Personal information
- Born: December 29, 1992 (age 33) Kfar Tavor, Israel
- Listed height: 2.01 m (6 ft 7 in)
- Listed weight: 101 kg (223 lb)

Career information
- NBA draft: 2014: undrafted
- Playing career: 2011–present

Career history
- 2011–2013: Hapoel Afula
- 2013–2015: Bnei Herzliya
- 2015–2018: Maccabi Haifa
- 2018–2020: Maccabi Rishon LeZion
- 2020–2022: Maccabi Tel Aviv
- 2022–2024: Hapoel Jerusalem
- 2024–present: Hapoel Tel Aviv

Career highlights
- EuroCup champion (2025); Israeli Super League champion (2021); Israeli State Cup winner (2023); 3× Israeli League Cup winner (2018, 2021, 2022); 4× Israeli League All-Star (2014, 2016–2018); Israeli League Rising Star (2014);

= Oz Blayzer =

Israeli basketball player (born 1992)

Oz Blayzer (עוז בלייזר; born December 29, 1992) is an Israeli professional basketball player for Hapoel Tel Aviv of the Israeli Ligat HaAl and the EuroLeague.

==Biography==
Oz Blayzer was born in Kfar Tavor, Israel.
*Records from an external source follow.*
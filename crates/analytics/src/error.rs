use thiserror::Error;

#[derive(Error, Debug, Clone, PartialEq)]
pub enum AnalyticsError {
    #[error("{0} is empty")]
    EmptyInput(String),

    #[error("Price column '{0}' not found")]
    MissingColumn(String),

    #[error("Price index must be strictly ascending without duplicate dates")]
    UnorderedIndex,

    #[error("Invalid parameter: {0}")]
    InvalidParameter(String),

    #[error("Not enough data to perform calculation: {0}")]
    InsufficientData(String),

    #[error("Error in calculation: {0}")]
    Calculation(String),
}
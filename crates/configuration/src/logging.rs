use crate::error::ConfigError;
use crate::settings::{LogFormat, LoggingConfig};
use tracing_appender::non_blocking::WorkerGuard;
use tracing_subscriber::{fmt, layer::SubscriberExt, util::SubscriberInitExt, EnvFilter, Layer};

/// Installs the global tracing subscriber.
///
/// `RUST_LOG` takes precedence over `logging.level`. When a log directory is
/// configured, a second non-blocking layer writes plain-text daily rolling
/// files; the returned guard must be kept alive for the lifetime of the
/// process or buffered lines are lost on exit.
pub fn init_tracing(config: &LoggingConfig) -> Result<Option<WorkerGuard>, ConfigError> {
    let filter = EnvFilter::try_from_default_env()
        .or_else(|_| EnvFilter::try_new(&config.level))
        .map_err(|e| ConfigError::Logging(format!("invalid log level '{}': {e}", config.level)))?;

    let console = match config.format {
        LogFormat::Full => fmt::layer().with_target(true).boxed(),
        LogFormat::Compact => fmt::layer().compact().boxed(),
        LogFormat::Pretty => fmt::layer().pretty().boxed(),
    };

    let (file_layer, guard) = match &config.directory {
        Some(dir) => {
            let appender = tracing_appender::rolling::daily(dir, &config.file_prefix);
            let (writer, guard) = tracing_appender::non_blocking(appender);
            let layer = fmt::layer().with_ansi(false).with_writer(writer);
            (Some(layer), Some(guard))
        }
        None => (None, None),
    };

    tracing_subscriber::registry()
        .with(filter)
        .with(console)
        .with(file_layer)
        .try_init()
        .map_err(|e| ConfigError::Logging(e.to_string()))?;

    Ok(guard)
}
He played with the Hapoel Gilboa-Afula youth team.

==Professional career==
On August 16, 2011, Blayzer started his professional career with Hapoel Afula of the Liga Leumit.

On July 3, 2013, Blayzer signed a two-year deal with Bnei Herzliya. In his first season with Herzliya, Blayzer was named co-Israeli League Rising Star, alongside his teammate Aviram Zelekovits.

On June 20, 2015, Blayzer signed a two-year contract with Maccabi Haifa.

On May 9, 2016, Blayzer signed a two-year contract extension with Haifa. That season, Blayzer helped Haifa to reach the 2017 Israeli League Finals where they eventually lost to Hapoel Jerusalem.

On March 26, 2018, Blayzer recorded a season-high 25 points without missing a single shot (shooting 6-of-6 from the field and 9-of-9 from the free throw line), along with 3 rebounds and 2 assists in a 98–95 win over Hapoel Gilboa Galil. He was subsequently named Israeli League Round 21 MVP.

On July 18, 2018, Blayzer signed a two-year deal with Maccabi Rishon LeZion.

On August 11, 2020, Blayzer signed with Maccabi Tel Aviv of the Israeli Premier League.

On June 26, 2022, he signed with Hapoel Jerusalem of the Israeli Basketball Premier League.

On June 22, 2024, he signed with Hapoel Tel Aviv of the Ligat HaAl.

==International career==
Blayzer played for the Israeli National Team at the 2017 Eurobasket tournament.

Blayzer was also a member of the Israeli Under-18 and Under-20 national teams.